Victoria and Albert get to enjoy a whole two days’ honeymoon before it’s back to business. Well, back to business for her, anyway. All Albert gets to do is wander around the palace, examining the dust and occasionally blot her signature. Joy! It takes about .00003 seconds for him to become bored out of his mind. But at least the sex is good, so there’s that.
So good, in fact, that Victoria is not eager for any wee ones to come along and spoil the fun. She turns to Lehzen for advice on birth control, which would make sense if Lehzen weren’t a lifelong spinster. Come on, Victoria, it’s not like you don’t have other ladies you’re close to who are actually married that you can ask. Lehzen gives predictably terrible advice that sees the queen hopping up and down on the furniture post-lovin’. Albert catches her at it one night and is basically like, ‘WTF are you doing? Is this some strange English thing?’ Victoria explains herself, and Albert explains to her that the only way to actually avoid pregnancy is abstinence. Does she want that? No, she definitely does not. And that’s how these two ended up with nine children (it sure as hell wasn’t because Victoria liked or actually wanted them).
Domestically, then, things are ok, but officially, they kind of suck. Victoria throws a dinner party, and on the way in she talks a big game about Albert taking precedence over her uncle, the Duke of Sussex, but as soon as Sussex actually shows his face, she gives in right away and lets him escort her into the dining room, leaving Albert trailing behind with his aunt.

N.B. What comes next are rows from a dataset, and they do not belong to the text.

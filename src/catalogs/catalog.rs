/*
 * Copyright 2019 Constantin A. <emoji.builder@c1710.de>
 *
 * Licensed under the Apache License, Version 2.0 (the "License");
 * you may not use this file except in compliance with the License.
 * You may obtain a copy of the License at
 *
 *     http://www.apache.org/licenses/LICENSE-2.0
 *
 * Unless required by applicable law or agreed to in writing, software
 * distributed under the License is distributed on an "AS IS" BASIS,
 * WITHOUT WARRANTIES OR CONDITIONS OF ANY KIND, either express or implied.
 * See the License for the specific language governing permissions and
 * limitations under the License.
 */
//! Loading the emoji catalog from its JSON database.

use std::fs::File;
use std::io::{BufReader, Read};
use std::path::Path;

use serde_json::Value;

use crate::catalogs::decode_error::DecodeError;
use crate::emojis::emoji::{Emoji, EmojiPrototype};

/// Loads a catalog of emojis from a reader over a JSON array and returns
/// them in document order.
///
/// Entries that carry no emoji glyph are skipped; they neither show up in
/// the result nor abort the load. An empty JSON object is tolerated as a
/// degenerate catalog and loads zero emojis. Any other non-array root, and
/// any malformed JSON, aborts the load with a [DecodeError].
pub fn load_catalog<R>(reader: R) -> Result<Vec<Emoji>, DecodeError>
    where R: Read {
    let catalog: Value = serde_json::from_reader(reader)?;
    let entries = match catalog {
        Value::Array(entries) => entries,
        Value::Object(entries) if entries.is_empty() => {
            warn!("The catalog is an empty object; loading zero emojis");
            vec![]
        }
        other => return Err(DecodeError::UnexpectedRoot(json_kind(&other))),
    };

    let mut emojis = Vec::with_capacity(entries.len());
    for entry in entries {
        if let Some(emoji) = build_emoji(entry) {
            emojis.push(emoji);
        }
    }
    Ok(emojis)
}

/// Loads a catalog from a JSON file, like the database file the emoji
/// lookup ships with.
pub fn load_catalog_file<P>(path: P) -> Result<Vec<Emoji>, DecodeError>
    where P: AsRef<Path> {
    let reader = BufReader::new(File::open(path)?);
    load_catalog(reader)
}

/// Builds zero or one [Emoji] from a single catalog element.
///
/// Elements that are not objects and entries without a usable glyph yield
/// `None`. The field readers are lenient: scalars are read in their text
/// form and a field of an unusable shape counts as absent, so a single odd
/// entry never aborts a load.
pub fn build_emoji(entry: Value) -> Option<Emoji> {
    if !entry.is_object() {
        debug!("Skipping {}, a catalog entry that is not an object", entry);
        return None;
    }
    // The lenient field readers accept any object shape, so this cannot fail
    let prototype: EmojiPrototype = serde_json::from_value(entry)
        .unwrap_or_default();
    prototype.build()
}

fn json_kind(value: &Value) -> &'static str {
    match value {
        Value::Null => "null",
        Value::Bool(_) => "a boolean",
        Value::Number(_) => "a number",
        Value::String(_) => "a string",
        Value::Array(_) => "an array",
        Value::Object(_) => "an object",
    }
}
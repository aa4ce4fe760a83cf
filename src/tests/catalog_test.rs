/*
 * Copyright 2019 Constantin A. <emoji.builder@c1710.de>
 *
 * Licensed under the Apache License, Version 2.0 (the "License");
 * you may not use this file except in compliance with the License.
 * You may obtain a copy of the License at
 *
 *     http://www.apache.org/licenses/LICENSE-2.0
 *
 * Unless required by applicable law or agreed to in writing, software
 * distributed under the License is distributed on an "AS IS" BASIS,
 * WITHOUT WARRANTIES OR CONDITIONS OF ANY KIND, either express or implied.
 * See the License for the specific language governing permissions and
 * limitations under the License.
 */

use crate::catalogs::catalog;
use crate::tests::init_logger;

const CATALOG_PATH: &str = "test_files/catalog.json";

// The number of entries expected; the file carries one more entry, which
// has no glyph and is skipped
const EMOJIS: usize = 3;

#[test]
fn catalog_load() {
    init_logger();

    let emojis = catalog::load_catalog_file(CATALOG_PATH).unwrap();

    assert_eq!(EMOJIS, emojis.len());

    let smile = &emojis[0];
    assert_eq!("😄", smile.unicode);
    assert_eq!(
        "smiling face with open mouth and smiling eyes",
        smile.description.as_ref().unwrap()
    );
    assert_eq!(smile.aliases, ["smile"]);
    assert_eq!(smile.tags, ["happy", "joy", "pleased"]);
    assert!(!smile.supports_fitzpatrick);
    assert_eq!("&#128516;", smile.html_decimal());
    assert_eq!("&#x1f604;", smile.html_hexadecimal());

    let boy = &emojis[1];
    assert_eq!("👦", boy.unicode);
    assert!(boy.supports_fitzpatrick);

    let germany = &emojis[2];
    assert_eq!("🇩🇪", germany.unicode);
    assert!(germany.description.is_none());
    assert!(germany.tags.is_empty());
    assert_eq!(vec![0x1f1e9, 0x1f1ea], germany.codepoints());
}
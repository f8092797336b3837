//! Command channel: one connection, one command, one echo.
//!
//! The touchscreen client connects, sends a single comma-delimited command
//! and gets the exact bytes echoed back before the connection closes. A
//! peer that connects and closes without sending anything is a deliberate
//! shutdown request; a peer that stays silent past the bounded wait is a
//! transient empty iteration, not a shutdown.

use std::time::Duration;

use tokio::io::{AsyncReadExt, AsyncWriteExt};
use tokio::net::{TcpListener, TcpSocket, TcpStream};
use tokio::time::timeout;

/// Only one pending connection is ever queued.
const LISTEN_BACKLOG: u32 = 1;
/// Upper bound on a single command message.
const MAX_COMMAND_LEN: usize = 1024;
/// Bounded wait for the client to produce its command after connecting.
const READ_WAIT: Duration = Duration::from_millis(500);

/// Outcome of one accept cycle.
pub enum Inbound {
    /// A command arrived; the caller dispatches it and then echoes via
    /// [`echo`].
    Command { bytes: Vec<u8>, stream: TcpStream },
    /// Nothing usable this iteration (no data in time, or a transport
    /// error). The loop just tries again.
    Idle,
    /// The peer closed without sending data: a shutdown request.
    Closed,
}

pub struct CommandChannel {
    listener: TcpListener,
}

impl CommandChannel {
    pub async fn bind(host: &str, port: u16) -> Result<Self, String> {
        let addr: std::net::SocketAddr = format!("{}:{}", host, port)
            .parse()
            .map_err(|e| format!("Invalid listen address {}:{}: {}", host, port, e))?;

        let socket = if addr.is_ipv4() {
            TcpSocket::new_v4()
        } else {
            TcpSocket::new_v6()
        };
        let socket = socket.map_err(|e| format!("Failed to create socket: {}", e))?;

        socket
            .set_reuseaddr(true)
            .map_err(|e| format!("Failed to set reuseaddr: {}", e))?;
        socket
            .bind(addr)
            .map_err(|e| format!("Failed to bind {}: {}", addr, e))?;
        let listener = socket
            .listen(LISTEN_BACKLOG)
            .map_err(|e| format!("Failed to listen on {}: {}", addr, e))?;

        Ok(Self { listener })
    }

    pub fn local_addr(&self) -> Result<std::net::SocketAddr, String> {
        self.listener
            .local_addr()
            .map_err(|e| format!("Failed to read local address: {}", e))
    }

    /// Accept the next connection and read one command with a bounded wait.
    pub async fn accept(&self) -> Inbound {
        let (mut stream, addr) = match self.listener.accept().await {
            Ok(pair) => pair,
            Err(e) => {
                eprintln!("[channel] accept failed: {}", e);
                return Inbound::Idle;
            }
        };
        eprintln!("[channel] connection from {}", addr);

        let mut buf = vec![0u8; MAX_COMMAND_LEN];
        match timeout(READ_WAIT, stream.read(&mut buf)).await {
            Ok(Ok(0)) => Inbound::Closed,
            Ok(Ok(n)) => {
                buf.truncate(n);
                Inbound::Command { bytes: buf, stream }
            }
            Ok(Err(e)) => {
                eprintln!("[channel] read failed: {}", e);
                Inbound::Idle
            }
            Err(_) => {
                eprintln!("[channel] no data from {} within {:?}", addr, READ_WAIT);
                Inbound::Idle
            }
        }
    }
}

/// Echo the raw received bytes back and close the connection. Transport
/// failures here are logged and absorbed; the command was already
/// dispatched.
pub async fn echo(stream: &mut TcpStream, bytes: &[u8]) {
    if let Err(e) = stream.write_all(bytes).await {
        eprintln!("[channel] echo failed: {}", e);
        return;
    }
    let _ = stream.flush().await;
    let _ = stream.shutdown().await;
}
//! Session state owned by the controller loop.
//!
//! Exactly one loop thread mutates a [`Session`]; screen engines only ever
//! see a [`SessionSnapshot`].

use crate::registry::Screen;

/// Fixed filter vocabulary. List order doubles as the highlight index the
/// presentation layer uses, so it must not be reordered.
pub const FILTERS: [Filter; 8] = [
    Filter::Negative,
    Filter::Sketch,
    Filter::Colorswap,
    Filter::Cartoon,
    Filter::Oilpaint,
    Filter::Emboss,
    Filter::Watercolor,
    Filter::None,
];

/// Sentinel recorded before any border has been chosen (outside the 0-7
/// index range the presentation layer knows).
pub const FRAME_NONE: u32 = 8;

pub const MIN_COPIES: u8 = 1;
pub const MAX_COPIES: u8 = 6;

/// On-camera visual effect selected on the live screen.
#[derive(Debug, Clone, Copy, PartialEq, Eq)]
pub enum Filter {
    Negative,
    Sketch,
    Colorswap,
    Cartoon,
    Oilpaint,
    Emboss,
    Watercolor,
    None,
}

impl Filter {
    /// Total mapping from a submitted name: matching is case-insensitive
    /// and anything unrecognized selects `Filter::None`.
    pub fn from_name(name: &str) -> Filter {
        match name.trim().to_lowercase().as_str() {
            "negative" => Filter::Negative,
            "sketch" => Filter::Sketch,
            "colorswap" => Filter::Colorswap,
            "cartoon" => Filter::Cartoon,
            "oilpaint" => Filter::Oilpaint,
            "emboss" => Filter::Emboss,
            "watercolor" => Filter::Watercolor,
            _ => Filter::None,
        }
    }

    pub fn name(self) -> &'static str {
        match self {
            Filter::Negative => "negative",
            Filter::Sketch => "sketch",
            Filter::Colorswap => "colorswap",
            Filter::Cartoon => "cartoon",
            Filter::Oilpaint => "oilpaint",
            Filter::Emboss => "emboss",
            Filter::Watercolor => "watercolor",
            Filter::None => "none",
        }
    }

    /// Position in [`FILTERS`].
    pub fn index(self) -> usize {
        self as usize
    }
}

/// The mutable per-run state of one booth cycle.
#[derive(Debug, Clone)]
pub struct Session {
    pub current_screen: Screen,
    pub selected_filter: Filter,
    pub selected_frame: u32,
    pub copy_count: u8,
    /// True only while on the Printing screen, after the single print
    /// submission for this visit has happened.
    pub printed_this_cycle: bool,
}

impl Session {
    pub fn new() -> Self {
        Self {
            current_screen: Screen::Loading,
            selected_filter: Filter::None,
            selected_frame: FRAME_NONE,
            copy_count: MIN_COPIES,
            printed_this_cycle: false,
        }
    }

    /// Read-only view handed to screen engines.
    pub fn snapshot(&self) -> SessionSnapshot {
        SessionSnapshot {
            screen: self.current_screen,
            selected_filter: self.selected_filter,
            selected_frame: self.selected_frame,
            copy_count: self.copy_count,
        }
    }
}

impl Default for Session {
    fn default() -> Self {
        Self::new()
    }
}

/// Immutable view of the session, taken at screen activation.
#[derive(Debug, Clone)]
pub struct SessionSnapshot {
    pub screen: Screen,
    pub selected_filter: Filter,
    pub selected_frame: u32,
    pub copy_count: u8,
}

He’s not happy about this, and Victoria realises she screwed up (mostly because Albert won’t have sex with her that night), so she sets about trying to fix it, and in the process, shows she’s finally starting to get the hang of political maneuvering.
Victoria finds out that Sussex married a commoner in contravention of the Royal Marriages Act, and that even though everyone knows about this wife, she’s not officially recognised. In return for Sussex giving way to Albert in precedence, she agrees to welcome his wife to court and makes her Duchess of Inverness. Sussex takes the deal.
Albert, meanwhile, finds a cause: the abolition of slavery. The British abolition society really wants Victoria to speak at their big meeting, which will welcome such luminaries as Sir Robert Peel. Victoria totally supports their cause, but gently tells the men that, as monarch, she really can’t be seen to take a side here. But Albert can! He agrees to not only attend, but to give a speech. His new secretary, Anson (formerly in the employ of Melbourne), gives Albert a lot of help with said speech, translating it from the original German, editing it down, and coaching him during practices. He also provides some sage political advice (essentially: extend an olive branch to Peel. The queen’s still sulky about him, but he’ll be PM someday soon and you all need to be friends with him). His help wins him Albert’s respect.
Unfortunately, Albert does not have a lot of respect for his brother’s antics. Ernst is still hanging about, both because he’s reluctant to part with his brother and because he’s getting veeeeery close to the Duchess of Sutherland, one of Victoria’s ladies-in-waiting. Albert notices this flirtation and eventually, gently, tells his brother it’s time for him to go back to Coburg. Ernst departs, with one last really heartbreaking look, while Albert’s like, ‘well, that’s a shame, but I’ve got my wife now!’ which seems a little heartless to me, honestly. You can love multiple people at a time, Albert.
Albert heads off to the abolition society meeting and gives the speech, which is received with a lot of applause. He and Peel make nice, and it looks like the beginning of a beautiful friendship. Or, at least, a functional working relationship.
Belowstairs, word comes through that there’s cholera in Seven Dials, which is where Miss Skerrett’s cousin and little girl live. Miss S tries to go visit them but is turned away by the policemen because the area’s basically under quarantine. Francatelli figures out she went there (bizarrely telling her that ‘a chef’s nose can smell out all sorts of things,’ which…what? Could he smell slum on her? That’s kind of gross.) He tells her he knows of ways to get past the police, so she gives him some money to pass on to her cousin. He slips into Seven Dials and not only passes along the money, he also arranges for Skerrett’s cousin and the kid to move elsewhere, at his expense. Aww, that’s sweet. Skerrett is appropriately grateful. And he admits he has a thing for her, like that wasn’t totally obvious.